**Saved entries:**

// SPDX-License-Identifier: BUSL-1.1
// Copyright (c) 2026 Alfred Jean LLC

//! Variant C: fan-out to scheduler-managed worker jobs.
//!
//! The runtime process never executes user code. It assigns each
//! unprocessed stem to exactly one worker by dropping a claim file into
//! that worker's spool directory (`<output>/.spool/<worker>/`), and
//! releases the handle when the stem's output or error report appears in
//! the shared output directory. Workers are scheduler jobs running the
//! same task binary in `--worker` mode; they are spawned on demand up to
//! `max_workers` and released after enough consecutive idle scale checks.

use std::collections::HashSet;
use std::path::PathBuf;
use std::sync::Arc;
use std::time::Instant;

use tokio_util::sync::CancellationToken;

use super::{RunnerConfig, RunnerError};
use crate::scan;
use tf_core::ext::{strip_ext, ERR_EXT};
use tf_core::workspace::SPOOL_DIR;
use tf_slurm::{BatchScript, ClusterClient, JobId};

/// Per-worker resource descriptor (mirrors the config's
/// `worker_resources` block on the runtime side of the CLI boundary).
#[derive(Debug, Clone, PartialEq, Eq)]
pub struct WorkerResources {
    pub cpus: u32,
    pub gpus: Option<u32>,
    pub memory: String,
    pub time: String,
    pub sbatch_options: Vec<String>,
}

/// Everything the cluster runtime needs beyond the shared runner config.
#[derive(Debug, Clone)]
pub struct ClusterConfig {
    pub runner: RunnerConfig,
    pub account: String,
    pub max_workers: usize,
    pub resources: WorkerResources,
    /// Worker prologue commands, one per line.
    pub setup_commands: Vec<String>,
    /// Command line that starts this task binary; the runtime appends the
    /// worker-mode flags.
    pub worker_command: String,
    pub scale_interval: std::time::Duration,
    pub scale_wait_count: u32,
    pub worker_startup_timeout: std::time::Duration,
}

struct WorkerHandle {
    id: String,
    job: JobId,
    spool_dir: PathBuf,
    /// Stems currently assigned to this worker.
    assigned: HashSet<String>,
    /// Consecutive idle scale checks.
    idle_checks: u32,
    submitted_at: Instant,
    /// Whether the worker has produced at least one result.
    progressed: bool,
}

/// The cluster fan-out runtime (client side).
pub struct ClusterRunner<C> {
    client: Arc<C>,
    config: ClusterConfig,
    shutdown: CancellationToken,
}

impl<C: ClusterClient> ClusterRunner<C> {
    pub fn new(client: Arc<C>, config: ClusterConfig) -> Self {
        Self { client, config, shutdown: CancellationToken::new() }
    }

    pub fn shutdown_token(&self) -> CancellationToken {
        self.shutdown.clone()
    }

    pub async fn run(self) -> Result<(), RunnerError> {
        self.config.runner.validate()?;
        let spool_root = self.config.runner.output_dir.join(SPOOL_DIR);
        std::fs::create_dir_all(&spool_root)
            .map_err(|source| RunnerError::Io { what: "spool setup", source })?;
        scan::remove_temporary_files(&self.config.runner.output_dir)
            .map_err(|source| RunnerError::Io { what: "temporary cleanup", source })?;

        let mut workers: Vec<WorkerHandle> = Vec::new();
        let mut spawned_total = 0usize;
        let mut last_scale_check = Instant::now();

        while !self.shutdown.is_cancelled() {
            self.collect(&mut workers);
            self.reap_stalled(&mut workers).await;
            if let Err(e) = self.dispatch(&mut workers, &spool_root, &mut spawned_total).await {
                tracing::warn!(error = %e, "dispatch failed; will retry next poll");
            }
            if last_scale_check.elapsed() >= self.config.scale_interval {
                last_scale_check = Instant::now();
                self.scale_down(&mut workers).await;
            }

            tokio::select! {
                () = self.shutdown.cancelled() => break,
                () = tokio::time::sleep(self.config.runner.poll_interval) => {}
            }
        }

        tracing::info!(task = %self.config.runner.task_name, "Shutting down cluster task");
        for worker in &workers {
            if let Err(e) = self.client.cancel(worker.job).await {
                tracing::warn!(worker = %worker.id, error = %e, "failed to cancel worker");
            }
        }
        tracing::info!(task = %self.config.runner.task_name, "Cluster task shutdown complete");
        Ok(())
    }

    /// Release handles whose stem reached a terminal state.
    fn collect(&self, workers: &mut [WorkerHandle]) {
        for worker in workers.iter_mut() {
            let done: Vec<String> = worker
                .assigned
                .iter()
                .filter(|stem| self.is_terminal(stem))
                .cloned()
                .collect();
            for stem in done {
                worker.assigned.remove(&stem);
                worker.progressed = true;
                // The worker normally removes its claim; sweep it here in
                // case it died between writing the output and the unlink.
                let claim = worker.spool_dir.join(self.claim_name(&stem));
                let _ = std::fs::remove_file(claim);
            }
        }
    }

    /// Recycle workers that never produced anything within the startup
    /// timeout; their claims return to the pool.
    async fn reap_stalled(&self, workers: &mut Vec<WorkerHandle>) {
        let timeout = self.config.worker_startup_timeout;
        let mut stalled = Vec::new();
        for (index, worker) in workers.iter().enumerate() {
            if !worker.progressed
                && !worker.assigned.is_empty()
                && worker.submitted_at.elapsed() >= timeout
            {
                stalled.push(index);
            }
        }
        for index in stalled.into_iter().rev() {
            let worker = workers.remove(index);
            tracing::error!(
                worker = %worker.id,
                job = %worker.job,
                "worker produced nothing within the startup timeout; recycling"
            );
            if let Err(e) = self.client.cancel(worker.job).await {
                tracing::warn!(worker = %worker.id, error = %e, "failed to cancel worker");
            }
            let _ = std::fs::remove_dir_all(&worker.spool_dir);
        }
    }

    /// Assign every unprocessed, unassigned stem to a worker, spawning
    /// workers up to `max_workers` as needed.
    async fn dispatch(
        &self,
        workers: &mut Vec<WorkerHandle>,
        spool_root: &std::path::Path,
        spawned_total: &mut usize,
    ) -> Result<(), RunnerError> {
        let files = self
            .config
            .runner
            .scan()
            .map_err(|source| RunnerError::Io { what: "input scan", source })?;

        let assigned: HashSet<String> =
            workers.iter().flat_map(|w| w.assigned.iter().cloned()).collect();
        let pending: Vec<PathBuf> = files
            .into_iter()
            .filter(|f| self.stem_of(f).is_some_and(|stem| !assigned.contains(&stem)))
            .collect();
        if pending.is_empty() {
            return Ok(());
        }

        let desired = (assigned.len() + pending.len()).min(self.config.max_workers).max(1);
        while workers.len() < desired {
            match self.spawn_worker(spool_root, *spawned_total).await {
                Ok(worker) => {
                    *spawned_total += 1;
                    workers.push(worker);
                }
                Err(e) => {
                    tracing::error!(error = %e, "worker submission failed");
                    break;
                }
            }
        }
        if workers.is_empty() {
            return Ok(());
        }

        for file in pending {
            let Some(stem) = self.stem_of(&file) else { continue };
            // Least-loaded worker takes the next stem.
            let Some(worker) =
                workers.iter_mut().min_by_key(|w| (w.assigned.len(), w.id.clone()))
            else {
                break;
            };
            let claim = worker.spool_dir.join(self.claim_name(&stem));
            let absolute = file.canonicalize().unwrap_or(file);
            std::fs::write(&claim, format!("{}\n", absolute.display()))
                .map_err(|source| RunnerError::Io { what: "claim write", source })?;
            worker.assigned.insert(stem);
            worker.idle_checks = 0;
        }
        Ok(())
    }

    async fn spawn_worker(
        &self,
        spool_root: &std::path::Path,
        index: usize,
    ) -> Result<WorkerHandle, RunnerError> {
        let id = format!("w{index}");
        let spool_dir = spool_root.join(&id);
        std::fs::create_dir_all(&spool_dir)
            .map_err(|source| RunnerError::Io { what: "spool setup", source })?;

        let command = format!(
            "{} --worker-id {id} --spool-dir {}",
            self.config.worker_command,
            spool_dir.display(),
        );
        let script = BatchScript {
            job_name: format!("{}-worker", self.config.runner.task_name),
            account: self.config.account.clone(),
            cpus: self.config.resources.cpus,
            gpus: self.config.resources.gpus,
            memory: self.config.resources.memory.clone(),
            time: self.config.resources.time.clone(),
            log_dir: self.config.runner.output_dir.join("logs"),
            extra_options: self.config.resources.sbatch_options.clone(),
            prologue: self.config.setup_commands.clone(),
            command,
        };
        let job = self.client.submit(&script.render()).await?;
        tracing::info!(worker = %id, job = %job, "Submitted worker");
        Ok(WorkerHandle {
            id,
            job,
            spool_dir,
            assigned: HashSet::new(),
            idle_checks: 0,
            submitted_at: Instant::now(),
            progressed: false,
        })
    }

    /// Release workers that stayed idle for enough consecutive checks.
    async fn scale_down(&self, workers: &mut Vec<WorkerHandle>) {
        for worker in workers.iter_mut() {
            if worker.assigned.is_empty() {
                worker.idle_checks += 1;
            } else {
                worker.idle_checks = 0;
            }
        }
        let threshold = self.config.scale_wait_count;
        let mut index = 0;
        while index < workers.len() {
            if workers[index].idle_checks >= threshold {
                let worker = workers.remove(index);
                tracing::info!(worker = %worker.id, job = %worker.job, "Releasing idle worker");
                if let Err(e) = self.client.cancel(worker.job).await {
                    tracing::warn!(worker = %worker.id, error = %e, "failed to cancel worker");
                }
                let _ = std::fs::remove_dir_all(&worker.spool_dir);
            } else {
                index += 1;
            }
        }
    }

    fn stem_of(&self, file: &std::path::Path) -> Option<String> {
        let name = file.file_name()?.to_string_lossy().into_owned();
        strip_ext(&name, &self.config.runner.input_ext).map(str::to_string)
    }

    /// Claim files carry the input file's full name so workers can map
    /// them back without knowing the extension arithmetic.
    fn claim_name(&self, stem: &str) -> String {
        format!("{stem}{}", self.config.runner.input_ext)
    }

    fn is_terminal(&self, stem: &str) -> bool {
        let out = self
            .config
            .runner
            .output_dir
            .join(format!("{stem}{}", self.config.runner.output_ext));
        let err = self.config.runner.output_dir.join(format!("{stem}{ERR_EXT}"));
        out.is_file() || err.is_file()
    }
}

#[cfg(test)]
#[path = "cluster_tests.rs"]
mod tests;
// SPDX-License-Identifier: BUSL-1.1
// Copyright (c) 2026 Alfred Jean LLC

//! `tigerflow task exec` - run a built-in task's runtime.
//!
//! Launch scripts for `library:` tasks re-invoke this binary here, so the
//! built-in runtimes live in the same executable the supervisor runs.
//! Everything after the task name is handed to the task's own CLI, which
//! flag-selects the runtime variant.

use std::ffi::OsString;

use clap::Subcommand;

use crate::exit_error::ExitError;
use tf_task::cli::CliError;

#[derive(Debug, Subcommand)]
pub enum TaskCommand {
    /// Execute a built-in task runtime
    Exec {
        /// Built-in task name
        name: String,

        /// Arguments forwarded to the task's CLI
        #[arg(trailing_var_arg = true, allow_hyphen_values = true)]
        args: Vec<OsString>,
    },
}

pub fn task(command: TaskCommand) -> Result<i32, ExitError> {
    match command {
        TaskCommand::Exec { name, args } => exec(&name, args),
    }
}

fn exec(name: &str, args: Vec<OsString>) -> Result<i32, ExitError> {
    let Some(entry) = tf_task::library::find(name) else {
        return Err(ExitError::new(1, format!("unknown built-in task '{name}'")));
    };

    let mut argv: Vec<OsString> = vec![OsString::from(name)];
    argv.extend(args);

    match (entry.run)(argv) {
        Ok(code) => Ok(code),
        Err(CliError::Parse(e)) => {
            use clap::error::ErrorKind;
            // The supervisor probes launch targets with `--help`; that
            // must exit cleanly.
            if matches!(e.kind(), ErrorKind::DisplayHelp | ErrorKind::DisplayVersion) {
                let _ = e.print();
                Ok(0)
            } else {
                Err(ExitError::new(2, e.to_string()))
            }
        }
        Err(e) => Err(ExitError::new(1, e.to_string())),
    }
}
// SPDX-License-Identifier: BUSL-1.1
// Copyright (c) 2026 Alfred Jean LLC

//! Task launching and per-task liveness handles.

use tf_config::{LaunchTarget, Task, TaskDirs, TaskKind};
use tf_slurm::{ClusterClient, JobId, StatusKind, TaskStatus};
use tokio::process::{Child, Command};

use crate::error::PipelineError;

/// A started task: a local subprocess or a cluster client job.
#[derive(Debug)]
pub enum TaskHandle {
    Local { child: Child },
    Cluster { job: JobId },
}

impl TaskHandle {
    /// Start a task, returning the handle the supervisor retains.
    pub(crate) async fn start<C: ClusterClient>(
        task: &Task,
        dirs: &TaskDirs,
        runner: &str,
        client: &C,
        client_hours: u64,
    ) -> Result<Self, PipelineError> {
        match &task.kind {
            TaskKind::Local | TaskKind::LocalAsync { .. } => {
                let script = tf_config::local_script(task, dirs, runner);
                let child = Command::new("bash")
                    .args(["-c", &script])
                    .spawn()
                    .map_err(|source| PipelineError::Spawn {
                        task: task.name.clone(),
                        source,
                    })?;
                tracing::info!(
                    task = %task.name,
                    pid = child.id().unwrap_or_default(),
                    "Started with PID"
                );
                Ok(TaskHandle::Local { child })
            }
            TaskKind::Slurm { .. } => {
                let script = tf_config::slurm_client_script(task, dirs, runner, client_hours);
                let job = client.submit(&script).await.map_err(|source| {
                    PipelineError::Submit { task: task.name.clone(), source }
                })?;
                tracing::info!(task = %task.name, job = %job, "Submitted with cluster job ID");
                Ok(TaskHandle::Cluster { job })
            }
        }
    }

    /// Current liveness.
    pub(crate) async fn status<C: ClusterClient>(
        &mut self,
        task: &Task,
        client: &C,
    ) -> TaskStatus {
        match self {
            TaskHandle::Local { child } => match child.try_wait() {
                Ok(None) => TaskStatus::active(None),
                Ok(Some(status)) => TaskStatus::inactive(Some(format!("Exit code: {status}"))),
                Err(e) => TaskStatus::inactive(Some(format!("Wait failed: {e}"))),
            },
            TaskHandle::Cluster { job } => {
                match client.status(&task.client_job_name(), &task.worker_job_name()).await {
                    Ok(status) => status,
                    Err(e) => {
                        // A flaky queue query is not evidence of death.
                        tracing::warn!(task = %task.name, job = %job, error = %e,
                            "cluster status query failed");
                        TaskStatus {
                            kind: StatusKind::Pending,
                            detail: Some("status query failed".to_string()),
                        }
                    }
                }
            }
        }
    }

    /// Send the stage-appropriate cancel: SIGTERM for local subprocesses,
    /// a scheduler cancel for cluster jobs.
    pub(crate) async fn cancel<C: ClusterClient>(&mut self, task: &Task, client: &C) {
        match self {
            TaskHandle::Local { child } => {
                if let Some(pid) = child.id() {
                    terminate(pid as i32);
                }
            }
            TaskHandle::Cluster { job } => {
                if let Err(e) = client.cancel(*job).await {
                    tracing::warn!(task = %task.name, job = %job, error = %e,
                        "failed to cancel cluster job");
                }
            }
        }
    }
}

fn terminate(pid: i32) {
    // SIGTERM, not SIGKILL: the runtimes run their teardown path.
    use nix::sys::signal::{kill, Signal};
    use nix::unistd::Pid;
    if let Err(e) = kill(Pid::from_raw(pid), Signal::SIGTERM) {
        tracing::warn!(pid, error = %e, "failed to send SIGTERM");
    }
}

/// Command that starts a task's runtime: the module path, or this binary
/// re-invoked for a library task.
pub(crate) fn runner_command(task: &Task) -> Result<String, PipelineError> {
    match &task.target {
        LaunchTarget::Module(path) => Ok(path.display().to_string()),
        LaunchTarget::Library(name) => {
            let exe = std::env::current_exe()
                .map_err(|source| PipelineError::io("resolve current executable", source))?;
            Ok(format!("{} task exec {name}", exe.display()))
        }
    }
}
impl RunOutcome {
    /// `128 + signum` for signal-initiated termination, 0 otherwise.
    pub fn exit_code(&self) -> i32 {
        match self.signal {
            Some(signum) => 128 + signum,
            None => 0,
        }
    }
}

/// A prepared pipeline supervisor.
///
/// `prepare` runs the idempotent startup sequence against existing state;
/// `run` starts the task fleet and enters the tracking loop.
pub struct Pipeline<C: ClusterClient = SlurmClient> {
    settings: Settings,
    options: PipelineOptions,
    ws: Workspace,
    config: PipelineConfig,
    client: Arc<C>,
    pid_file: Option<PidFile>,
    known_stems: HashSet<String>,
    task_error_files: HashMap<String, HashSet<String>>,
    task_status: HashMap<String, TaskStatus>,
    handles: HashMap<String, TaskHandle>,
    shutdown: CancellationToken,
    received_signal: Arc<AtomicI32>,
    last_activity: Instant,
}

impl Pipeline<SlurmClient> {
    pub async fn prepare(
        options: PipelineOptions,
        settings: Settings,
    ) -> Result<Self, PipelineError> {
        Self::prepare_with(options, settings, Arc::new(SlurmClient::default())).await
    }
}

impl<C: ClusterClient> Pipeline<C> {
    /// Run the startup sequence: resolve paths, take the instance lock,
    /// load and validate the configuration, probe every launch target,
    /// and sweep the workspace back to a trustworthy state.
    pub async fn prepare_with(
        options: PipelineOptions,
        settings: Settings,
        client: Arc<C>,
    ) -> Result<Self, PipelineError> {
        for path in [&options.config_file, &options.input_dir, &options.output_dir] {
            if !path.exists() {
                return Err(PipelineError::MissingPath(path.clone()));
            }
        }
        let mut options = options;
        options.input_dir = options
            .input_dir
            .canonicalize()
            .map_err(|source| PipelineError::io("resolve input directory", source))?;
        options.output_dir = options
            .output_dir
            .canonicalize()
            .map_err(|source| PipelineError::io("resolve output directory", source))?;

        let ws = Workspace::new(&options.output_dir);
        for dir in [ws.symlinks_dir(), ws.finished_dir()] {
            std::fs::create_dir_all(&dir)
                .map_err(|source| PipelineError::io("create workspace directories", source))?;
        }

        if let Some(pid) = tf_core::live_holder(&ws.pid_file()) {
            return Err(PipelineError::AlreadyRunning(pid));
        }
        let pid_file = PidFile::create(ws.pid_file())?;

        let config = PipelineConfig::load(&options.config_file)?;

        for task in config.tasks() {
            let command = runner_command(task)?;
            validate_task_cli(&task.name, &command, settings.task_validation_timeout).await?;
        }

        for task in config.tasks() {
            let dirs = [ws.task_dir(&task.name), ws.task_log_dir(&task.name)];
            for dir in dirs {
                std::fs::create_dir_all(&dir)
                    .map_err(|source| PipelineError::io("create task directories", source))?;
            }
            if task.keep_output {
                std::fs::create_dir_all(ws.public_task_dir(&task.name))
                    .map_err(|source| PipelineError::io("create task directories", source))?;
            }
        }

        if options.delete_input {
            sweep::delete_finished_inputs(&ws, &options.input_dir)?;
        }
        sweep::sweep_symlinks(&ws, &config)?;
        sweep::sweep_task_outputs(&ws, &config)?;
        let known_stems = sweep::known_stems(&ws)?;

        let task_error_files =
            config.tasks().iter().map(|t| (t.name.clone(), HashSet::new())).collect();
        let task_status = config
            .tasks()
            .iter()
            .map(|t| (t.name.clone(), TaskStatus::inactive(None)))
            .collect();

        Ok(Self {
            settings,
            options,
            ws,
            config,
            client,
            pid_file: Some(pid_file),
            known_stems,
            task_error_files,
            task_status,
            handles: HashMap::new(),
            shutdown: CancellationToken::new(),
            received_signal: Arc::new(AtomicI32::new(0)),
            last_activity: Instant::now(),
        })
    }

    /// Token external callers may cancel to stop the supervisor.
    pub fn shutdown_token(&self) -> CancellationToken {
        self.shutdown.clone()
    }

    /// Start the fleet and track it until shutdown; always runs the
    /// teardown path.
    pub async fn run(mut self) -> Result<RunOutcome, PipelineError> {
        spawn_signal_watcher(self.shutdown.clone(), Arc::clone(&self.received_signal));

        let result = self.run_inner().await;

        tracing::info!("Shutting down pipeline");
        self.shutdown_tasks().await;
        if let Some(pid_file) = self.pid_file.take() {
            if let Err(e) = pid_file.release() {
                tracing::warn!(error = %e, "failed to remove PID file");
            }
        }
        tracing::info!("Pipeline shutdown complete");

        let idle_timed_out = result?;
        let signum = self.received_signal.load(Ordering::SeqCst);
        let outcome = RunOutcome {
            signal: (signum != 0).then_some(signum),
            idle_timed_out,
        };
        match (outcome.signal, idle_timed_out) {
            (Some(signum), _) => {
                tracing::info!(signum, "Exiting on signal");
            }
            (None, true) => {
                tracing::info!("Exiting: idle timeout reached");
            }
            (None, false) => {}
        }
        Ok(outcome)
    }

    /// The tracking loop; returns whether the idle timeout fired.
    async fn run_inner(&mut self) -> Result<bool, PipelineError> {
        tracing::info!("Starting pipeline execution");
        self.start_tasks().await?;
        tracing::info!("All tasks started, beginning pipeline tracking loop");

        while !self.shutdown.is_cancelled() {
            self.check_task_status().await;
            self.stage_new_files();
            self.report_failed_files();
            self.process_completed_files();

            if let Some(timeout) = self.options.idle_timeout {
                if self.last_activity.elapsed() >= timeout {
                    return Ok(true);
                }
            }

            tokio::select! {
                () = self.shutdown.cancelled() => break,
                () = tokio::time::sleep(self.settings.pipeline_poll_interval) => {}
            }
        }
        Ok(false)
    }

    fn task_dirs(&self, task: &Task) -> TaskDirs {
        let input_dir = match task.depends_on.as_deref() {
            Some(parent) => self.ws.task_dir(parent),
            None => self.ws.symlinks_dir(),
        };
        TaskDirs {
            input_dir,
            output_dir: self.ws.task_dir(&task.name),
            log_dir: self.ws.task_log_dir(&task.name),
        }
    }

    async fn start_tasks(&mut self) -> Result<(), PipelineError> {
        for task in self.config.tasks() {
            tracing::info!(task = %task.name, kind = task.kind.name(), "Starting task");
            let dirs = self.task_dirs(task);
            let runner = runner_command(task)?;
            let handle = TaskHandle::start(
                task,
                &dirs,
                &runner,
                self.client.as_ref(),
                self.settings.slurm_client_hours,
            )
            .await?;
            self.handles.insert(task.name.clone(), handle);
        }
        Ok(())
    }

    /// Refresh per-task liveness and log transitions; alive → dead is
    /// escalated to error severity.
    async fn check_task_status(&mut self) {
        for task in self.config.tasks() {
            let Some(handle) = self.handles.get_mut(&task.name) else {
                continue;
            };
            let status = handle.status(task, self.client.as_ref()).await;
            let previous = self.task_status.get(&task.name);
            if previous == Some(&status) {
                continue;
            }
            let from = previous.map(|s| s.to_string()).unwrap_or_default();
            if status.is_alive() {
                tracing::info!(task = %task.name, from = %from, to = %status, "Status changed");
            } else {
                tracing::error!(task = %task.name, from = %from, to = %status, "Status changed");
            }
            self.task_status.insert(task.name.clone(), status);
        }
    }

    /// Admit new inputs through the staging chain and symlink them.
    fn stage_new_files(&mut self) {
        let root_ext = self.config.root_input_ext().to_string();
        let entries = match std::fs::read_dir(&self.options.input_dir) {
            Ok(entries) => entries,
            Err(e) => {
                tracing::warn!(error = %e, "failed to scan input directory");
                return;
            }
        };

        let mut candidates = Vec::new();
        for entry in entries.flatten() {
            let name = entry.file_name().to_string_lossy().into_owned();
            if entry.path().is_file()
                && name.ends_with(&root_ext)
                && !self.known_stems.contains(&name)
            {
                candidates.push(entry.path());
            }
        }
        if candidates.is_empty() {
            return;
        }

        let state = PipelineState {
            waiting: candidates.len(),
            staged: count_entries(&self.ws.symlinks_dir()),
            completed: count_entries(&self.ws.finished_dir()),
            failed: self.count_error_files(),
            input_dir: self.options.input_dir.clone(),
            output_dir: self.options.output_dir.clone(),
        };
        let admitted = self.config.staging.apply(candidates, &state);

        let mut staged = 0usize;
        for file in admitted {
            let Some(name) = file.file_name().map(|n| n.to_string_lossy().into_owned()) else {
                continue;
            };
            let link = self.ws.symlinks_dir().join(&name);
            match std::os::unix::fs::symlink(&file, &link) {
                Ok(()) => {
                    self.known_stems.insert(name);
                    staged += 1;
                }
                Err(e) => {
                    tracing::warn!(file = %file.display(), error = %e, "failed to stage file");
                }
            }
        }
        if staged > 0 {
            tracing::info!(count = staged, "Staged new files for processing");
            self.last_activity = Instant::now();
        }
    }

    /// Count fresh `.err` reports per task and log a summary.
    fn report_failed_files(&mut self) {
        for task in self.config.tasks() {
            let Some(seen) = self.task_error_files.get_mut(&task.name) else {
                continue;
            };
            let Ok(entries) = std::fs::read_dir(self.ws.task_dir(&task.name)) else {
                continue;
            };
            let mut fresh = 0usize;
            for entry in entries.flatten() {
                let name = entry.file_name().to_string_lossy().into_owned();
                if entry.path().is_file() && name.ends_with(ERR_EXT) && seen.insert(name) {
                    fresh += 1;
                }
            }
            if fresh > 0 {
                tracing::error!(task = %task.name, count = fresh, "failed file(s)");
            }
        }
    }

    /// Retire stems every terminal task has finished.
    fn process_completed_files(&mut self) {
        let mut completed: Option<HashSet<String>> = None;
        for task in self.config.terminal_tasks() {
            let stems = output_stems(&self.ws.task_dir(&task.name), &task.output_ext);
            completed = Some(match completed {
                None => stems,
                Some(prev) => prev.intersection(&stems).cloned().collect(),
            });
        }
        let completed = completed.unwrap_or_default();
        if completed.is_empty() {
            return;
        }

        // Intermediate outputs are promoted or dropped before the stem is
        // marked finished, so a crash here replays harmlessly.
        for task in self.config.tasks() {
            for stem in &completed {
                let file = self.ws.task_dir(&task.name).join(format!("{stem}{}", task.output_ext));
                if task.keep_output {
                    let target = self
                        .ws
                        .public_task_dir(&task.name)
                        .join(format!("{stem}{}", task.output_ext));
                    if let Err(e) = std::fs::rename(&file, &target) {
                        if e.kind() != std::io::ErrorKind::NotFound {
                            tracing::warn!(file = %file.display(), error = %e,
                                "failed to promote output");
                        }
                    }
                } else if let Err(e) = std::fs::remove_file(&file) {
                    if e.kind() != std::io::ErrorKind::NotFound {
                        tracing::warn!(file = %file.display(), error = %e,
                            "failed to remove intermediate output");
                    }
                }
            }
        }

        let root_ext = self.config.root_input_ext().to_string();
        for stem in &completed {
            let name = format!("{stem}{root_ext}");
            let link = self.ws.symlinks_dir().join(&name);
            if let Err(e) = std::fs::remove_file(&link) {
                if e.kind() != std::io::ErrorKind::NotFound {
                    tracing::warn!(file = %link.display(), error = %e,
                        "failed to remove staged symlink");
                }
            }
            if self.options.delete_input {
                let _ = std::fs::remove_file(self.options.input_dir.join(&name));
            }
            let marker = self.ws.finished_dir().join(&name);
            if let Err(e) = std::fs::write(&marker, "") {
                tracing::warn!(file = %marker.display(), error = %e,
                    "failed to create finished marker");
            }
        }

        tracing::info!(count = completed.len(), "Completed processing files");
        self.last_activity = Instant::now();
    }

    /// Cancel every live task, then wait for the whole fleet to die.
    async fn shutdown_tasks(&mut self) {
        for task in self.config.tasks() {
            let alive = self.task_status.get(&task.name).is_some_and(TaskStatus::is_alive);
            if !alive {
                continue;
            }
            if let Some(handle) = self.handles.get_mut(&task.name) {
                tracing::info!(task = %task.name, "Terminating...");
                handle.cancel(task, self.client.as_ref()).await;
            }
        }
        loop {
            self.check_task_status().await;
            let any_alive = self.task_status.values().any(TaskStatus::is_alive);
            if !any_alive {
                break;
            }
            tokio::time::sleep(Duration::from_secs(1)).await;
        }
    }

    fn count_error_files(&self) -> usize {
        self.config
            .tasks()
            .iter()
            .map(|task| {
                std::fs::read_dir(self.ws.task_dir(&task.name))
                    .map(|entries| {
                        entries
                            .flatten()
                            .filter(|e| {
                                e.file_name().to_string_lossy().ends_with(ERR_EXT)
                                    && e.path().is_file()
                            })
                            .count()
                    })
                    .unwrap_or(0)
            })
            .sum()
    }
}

**AIM OF THE EXERCISE:** How many lines of the records contain the word "flatten"? Reply with the number and nothing else.

**RESPONSE TO THIS EXERCISE:** 3